//! Schema mapping engine.
//!
//! Two JSON documents are canonicalized into [`SchemaNode`] trees by the
//! [`builder`]. The [`generator`] then walks both trees level by level,
//! pairing children with the three-tier [`FieldMatcher`] (exact name,
//! [`SemanticOracle`] proposals, fuzzy name/type similarity) and emitting one
//! `direct` [`MappingRule`] per matched source leaf. The [`structural`]
//! strategy is an alternative generator driven by exact names and subtree
//! shape instead of an oracle.
//!
//! [`MappingEngine`] ties these together behind [`EngineOptions`].
//!
//! [`SchemaNode`]: fieldmap_model::SchemaNode
//! [`MappingRule`]: fieldmap_model::MappingRule

#![deny(unsafe_code)]

pub mod builder;
pub mod engine;
pub mod error;
pub mod generator;
pub mod matcher;
pub mod options;
pub mod oracle;
pub mod score;
pub mod structural;

pub use builder::{DEFAULT_MAX_DEPTH, build_schema, build_schema_with_limit, schema_from_value};
pub use engine::MappingEngine;
pub use error::{OracleError, Result, SchemaError};
pub use generator::MappingGenerator;
pub use matcher::{FieldMatch, FieldMatcher, FieldMatches, MatchTier};
pub use options::{EngineConfig, EngineOptions, FUZZY_THRESHOLD, MappingStrategy, OraclePolicy};
pub use oracle::{CompletionOracle, NoSemanticMatches, OracleMatches, SemanticOracle, SynonymTable};
pub use score::{ScoreWeights, combined_similarity, name_similarity, structural_similarity};
pub use structural::generate_structural;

Task prompt: Scan the records above for the lines holding "trees by the" and "pub use generator::MappingGenerator;". Transcribe those two and every line between them word for word, and no others.

Answer below:
//! Two JSON documents are canonicalized into [`SchemaNode`] trees by the
//! [`builder`]. The [`generator`] then walks both trees level by level,
//! pairing children with the three-tier [`FieldMatcher`] (exact name,
//! [`SemanticOracle`] proposals, fuzzy name/type similarity) and emitting one
//! `direct` [`MappingRule`] per matched source leaf. The [`structural`]
//! strategy is an alternative generator driven by exact names and subtree
//! shape instead of an oracle.
//!
//! [`MappingEngine`] ties these together behind [`EngineOptions`].
//!
//! [`SchemaNode`]: fieldmap_model::SchemaNode
//! [`MappingRule`]: fieldmap_model::MappingRule

#![deny(unsafe_code)]

pub mod builder;
pub mod engine;
pub mod error;
pub mod generator;
pub mod matcher;
pub mod options;
pub mod oracle;
pub mod score;
pub mod structural;

pub use builder::{DEFAULT_MAX_DEPTH, build_schema, build_schema_with_limit, schema_from_value};
pub use engine::MappingEngine;
pub use error::{OracleError, Result, SchemaError};
pub use generator::MappingGenerator;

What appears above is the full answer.